▶ _Material supplied_

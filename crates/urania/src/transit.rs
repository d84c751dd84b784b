//! Transit window estimates.
//!
//! A deliberate approximation: the window is `2 × max orb / mean velocity`,
//! centred on the reference instant. No ingress/egress root finding is done.

use crate::aspects::{AspectKind, AspectMatch, AspectTable, DEFAULT_EXACT_ORB};
use crate::ephemeris::types::{Body, ChartPoint};
use crate::error::{AstroError, Result};
use chrono::{DateTime, Duration, Utc};
use serde::{Deserialize, Serialize};
use std::collections::HashMap;

lazy_static::lazy_static! {
    /// Mean geocentric longitude speed in degrees per day.
    static ref MEAN_VELOCITIES: HashMap<Body, f64> = {
        let mut m = HashMap::new();
        m.insert(Body::Sun, 0.9856);
        m.insert(Body::Moon, 13.1764);
        m.insert(Body::Mercury, 1.383);
        m.insert(Body::Venus, 1.2);
        m.insert(Body::Mars, 0.524);
        m.insert(Body::Jupiter, 0.083);
        m.insert(Body::Saturn, 0.0335);
        m.insert(Body::Uranus, 0.0117);
        m.insert(Body::Neptune, 0.006);
        m.insert(Body::Pluto, 0.004);
        m.insert(Body::NorthNode, 0.053);
        m.insert(Body::SouthNode, 0.053);
        m
    };
}

/// Mean speed of a body in degrees per day.
pub fn mean_velocity(body: Body) -> f64 {
    MEAN_VELOCITIES.get(&body).copied().unwrap_or(1.0)
}

/// Estimated activity window around a reference instant.
#[derive(Debug, Clone, Copy, PartialEq, Serialize, Deserialize)]
pub struct TransitWindow {
    pub start: DateTime<Utc>,
    pub end: DateTime<Utc>,
    /// The reference instant, when the orb there is within the exact threshold
    pub exact_date: Option<DateTime<Utc>>,
    /// Current orb within the maximum orb
    pub active: bool,
}

impl TransitWindow {
    pub fn width_days(&self) -> f64 {
        (self.end - self.start).num_milliseconds() as f64 / 86_400_000.0
    }

    pub fn contains(&self, at: DateTime<Utc>) -> bool {
        self.start <= at && at <= self.end
    }
}

/// Window for a transiting body against a natal point.
#[derive(Debug, Clone, Copy, PartialEq, Serialize, Deserialize)]
pub struct TransitPeriod {
    pub transiting: Body,
    pub natal: ChartPoint,
    pub kind: AspectKind,
    pub current_orb: f64,
    pub window: TransitWindow,
}

/// Window from an explicit velocity (degrees/day) and maximum orb.
pub fn estimate_window(
    velocity: f64,
    max_orb: f64,
    reference: DateTime<Utc>,
    current_orb: f64,
    exact_orb: f64,
) -> Result<TransitWindow> {
    let velocity = velocity.abs();
    if !velocity.is_finite() || velocity == 0.0 {
        return Err(AstroError::invalid_input(format!(
            "transit velocity must be finite and non-zero, got {}",
            velocity
        )));
    }
    if !max_orb.is_finite() || max_orb < 0.0 || !current_orb.is_finite() {
        return Err(AstroError::invalid_input(format!(
            "orbs must be finite (max {}, current {})",
            max_orb, current_orb
        )));
    }

    let half_days = max_orb / velocity;
    let half = Duration::try_milliseconds((half_days * 86_400_000.0).round() as i64)
        .ok_or_else(|| AstroError::invalid_input("transit window out of range"))?;
    let start = reference
        .checked_sub_signed(half)
        .ok_or_else(|| AstroError::invalid_input("transit window start out of range"))?;
    let end = reference
        .checked_add_signed(half)
        .ok_or_else(|| AstroError::invalid_input("transit window end out of range"))?;

    let orb = current_orb.abs();
    Ok(TransitWindow {
        start,
        end,
        exact_date: (orb <= exact_orb).then_some(reference),
        active: orb <= max_orb,
    })
}

/// Estimates transit windows against an aspect table.
#[derive(Debug, Clone)]
pub struct TransitEstimator {
    table: AspectTable,
    exact_orb: f64,
}

impl TransitEstimator {
    pub fn new(table: AspectTable, exact_orb: f64) -> Self {
        Self { table, exact_orb }
    }

    pub fn estimate(
        &self,
        transiting: Body,
        natal: ChartPoint,
        kind: AspectKind,
        reference: DateTime<Utc>,
        current_orb: f64,
    ) -> Result<TransitPeriod> {
        let def = self.table.get(kind).ok_or_else(|| {
            AstroError::invalid_input(format!("aspect {} is not in the table", kind))
        })?;
        let window = estimate_window(
            mean_velocity(transiting),
            def.max_orb,
            reference,
            current_orb,
            self.exact_orb,
        )?;
        Ok(TransitPeriod {
            transiting,
            natal,
            kind,
            current_orb,
            window,
        })
    }

    /// Window for a detected transit match. `a` must be the transiting body.
    pub fn estimate_match(&self, m: &AspectMatch, reference: DateTime<Utc>) -> Result<TransitPeriod> {
        match m.a {
            ChartPoint::Body(body) => self.estimate(body, m.b, m.kind, reference, m.orb),
            ChartPoint::Angle(angle) => Err(AstroError::invalid_input(format!(
                "{} cannot be a transiting point",
                angle.slug()
            ))),
        }
    }
}

/// Estimate with the default exact threshold.
pub fn estimate_transit_period(
    transiting: Body,
    natal: ChartPoint,
    kind: AspectKind,
    reference: DateTime<Utc>,
    current_orb: f64,
    table: &AspectTable,
) -> Result<TransitPeriod> {
    TransitEstimator::new(table.clone(), DEFAULT_EXACT_ORB).estimate(
        transiting,
        natal,
        kind,
        reference,
        current_orb,
    )
}

#[cfg(test)]
mod tests {
    use super::*;
    use chrono::TimeZone;

    fn reference() -> DateTime<Utc> {
        Utc.with_ymd_and_hms(2024, 3, 20, 12, 0, 0).unwrap()
    }

    #[test]
    fn test_one_degree_per_day_eight_degree_orb() {
        let w = estimate_window(1.0, 8.0, reference(), 2.0, 0.1).unwrap();
        assert!((w.width_days() - 16.0).abs() < 1e-9);
        assert_eq!(w.start, reference() - Duration::days(8));
        assert!(w.active);
        assert!(w.exact_date.is_none());
    }

    #[test]
    fn test_exact_and_inactive() {
        let w = estimate_window(1.0, 8.0, reference(), -0.05, 0.1).unwrap();
        assert_eq!(w.exact_date, Some(reference()));
        let w = estimate_window(1.0, 8.0, reference(), 9.0, 0.1).unwrap();
        assert!(!w.active);
    }

    #[test]
    fn test_zero_velocity_rejected() {
        assert!(estimate_window(0.0, 8.0, reference(), 0.0, 0.1).is_err());
        assert!(estimate_window(f64::NAN, 8.0, reference(), 0.0, 0.1).is_err());
    }

    #[test]
    fn test_sun_square_window() {
        let period = estimate_transit_period(
            Body::Sun,
            ChartPoint::Body(Body::Moon),
            AspectKind::Square,
            reference(),
            1.0,
            &AspectTable::major(),
        )
        .unwrap();
        // 2 × 6 / 0.9856
        assert!((period.window.width_days() - 12.175_32).abs() < 1e-3);
        assert!(period.window.contains(reference()));
    }

    #[test]
    fn test_kind_missing_from_table() {
        let err = estimate_transit_period(
            Body::Mars,
            ChartPoint::Body(Body::Sun),
            AspectKind::Quincunx,
            reference(),
            0.0,
            &AspectTable::major(),
        );
        assert!(err.is_err());
    }
}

▶ _Task brief_
How many lines in this material contain the string "maximum"? State the number alone.

▶ _Answer space_
2